DATA PROVIDED ::
════

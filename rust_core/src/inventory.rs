//! Lenient parsing of inventory CSV rows.
//!
//! Users maintain the sheet by hand, so rows degrade field-by-field instead
//! of being rejected wholesale: an unrecognized source falls back to the
//! direct marketplace, an unparseable paid price to 0, a bad quantity to 1.
//! The only row-level rejection is a missing item name, without which there
//! is nothing to resolve.

use tracing::warn;

use crate::errors::InventoryError;
use crate::types::{InventoryItem, PriceSource};

/// Parse CSV text into inventory items. Header names are matched after
/// trimming, lowercasing, and replacing spaces with underscores; `paid` is
/// accepted as an alias for `paid_price`. An empty result is not an error
/// here; the collaborator boundary decides whether that is fatal.
pub fn parse_inventory_csv(text: &str) -> Result<Vec<InventoryItem>, InventoryError> {
    let mut reader = csv::ReaderBuilder::new()
        .trim(csv::Trim::All)
        .flexible(true)
        .from_reader(text.as_bytes());

    let headers: Vec<String> = reader.headers()?.iter().map(normalize_header).collect();

    let mut items = Vec::new();
    for record in reader.records() {
        let record = match record {
            Ok(record) => record,
            Err(e) => {
                warn!("skipping unreadable inventory row: {e}");
                continue;
            }
        };

        let field = |name: &str| -> Option<&str> {
            headers
                .iter()
                .position(|h| h == name)
                .and_then(|i| record.get(i))
                .map(str::trim)
                .filter(|v| !v.is_empty())
        };

        // A row without a name is not an item.
        let Some(name) = field("item_name") else {
            continue;
        };

        let preferred_source = field("source")
            .map(PriceSource::from_label)
            .unwrap_or(PriceSource::Direct);
        let paid_price = field("paid_price")
            .or_else(|| field("paid"))
            .and_then(parse_float_lenient)
            .map(|v| v.max(0.0))
            .unwrap_or(0.0);
        let quantity = field("quantity").and_then(parse_quantity).unwrap_or(1);

        items.push(InventoryItem {
            name: name.to_string(),
            preferred_source,
            paid_price,
            quantity,
        });
    }

    Ok(items)
}

fn normalize_header(header: &str) -> String {
    header.trim().to_lowercase().replace(' ', "_")
}

/// Tolerates thousands separators and surrounding whitespace.
fn parse_float_lenient(raw: &str) -> Option<f64> {
    raw.replace(',', "").trim().parse().ok()
}

/// Quantities arrive as "2", "2.0", or garbage. Floored at 1.
fn parse_quantity(raw: &str) -> Option<u32> {
    let value = raw.parse::<f64>().ok()?;
    Some((value as i64).max(1) as u32)
}
//! Catalog fetcher for the Skinport marketplace.
//!
//! One call returns the full tradable listing for an app, which the engine
//! caches and searches locally. Failures are classified for the cache's
//! retry policy: server-side trouble is worth retrying, client errors and
//! unusable payloads are not.

use async_trait::async_trait;
use reqwest::Client;
use tracing::debug;

use crate::catalog::{CatalogEntry, CatalogFetchError, CatalogFetcher};
use crate::config::EngineConfig;

pub const SKINPORT_MARKETPLACE_ID: &str = "skinport";

#[derive(Clone)]
pub struct SkinportClient {
    client: Client,
    base_url: String,
    app_id: u32,
    currency: String,
}

impl std::fmt::Debug for SkinportClient {
    fn fmt(&self, f: &mut std::fmt::Formatter<'_>) -> std::fmt::Result {
        f.debug_struct("SkinportClient")
            .field("base_url", &self.base_url)
            .field("app_id", &self.app_id)
            .field("currency", &self.currency)
            .finish()
    }
}

impl SkinportClient {
    pub fn new(config: &EngineConfig) -> Self {
        Self {
            client: Client::builder()
                .timeout(config.request_timeout)
                .user_agent(&config.user_agent)
                .build()
                .unwrap_or_else(|_| Client::new()),
            base_url: config.skinport_api_base.clone(),
            app_id: config.steam_app_id,
            currency: config.catalog_currency.clone(),
        }
    }

    /// Point the client at a different endpoint (integration testing).
    pub fn with_base_url(mut self, base_url: impl Into<String>) -> Self {
        self.base_url = base_url.into();
        self
    }
}

#[async_trait]
impl CatalogFetcher for SkinportClient {
    fn marketplace_id(&self) -> &str {
        SKINPORT_MARKETPLACE_ID
    }

    async fn fetch_catalog(&self) -> Result<Vec<CatalogEntry>, CatalogFetchError> {
        let url = format!("{}/items", self.base_url.trim_end_matches('/'));
        debug!("fetching skinport catalog from {url}");

        let response = self
            .client
            .get(&url)
            .query(&[
                ("app_id", self.app_id.to_string()),
                ("currency", self.currency.clone()),
                ("tradable", "1".to_string()),
            ])
            .send()
            .await
            .map_err(|e| CatalogFetchError::Transient(e.to_string()))?;

        let status = response.status();
        if status.is_server_error() {
            return Err(CatalogFetchError::Transient(format!("HTTP {status}")));
        }
        if !status.is_success() {
            return Err(CatalogFetchError::Permanent(format!("HTTP {status}")));
        }

        response
            .json::<Vec<CatalogEntry>>()
            .await
            .map_err(|e| CatalogFetchError::Permanent(format!("unexpected payload: {e}")))
    }
}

════

TO DO ::
Copy out each line carrying the string "CatalogFetchError" from the data.

RESULT ::
use crate::catalog::{CatalogEntry, CatalogFetchError, CatalogFetcher};
    async fn fetch_catalog(&self) -> Result<Vec<CatalogEntry>, CatalogFetchError> {
            .map_err(|e| CatalogFetchError::Transient(e.to_string()))?;
            return Err(CatalogFetchError::Transient(format!("HTTP {status}")));
            return Err(CatalogFetchError::Permanent(format!("HTTP {status}")));
            .map_err(|e| CatalogFetchError::Permanent(format!("unexpected payload: {e}")))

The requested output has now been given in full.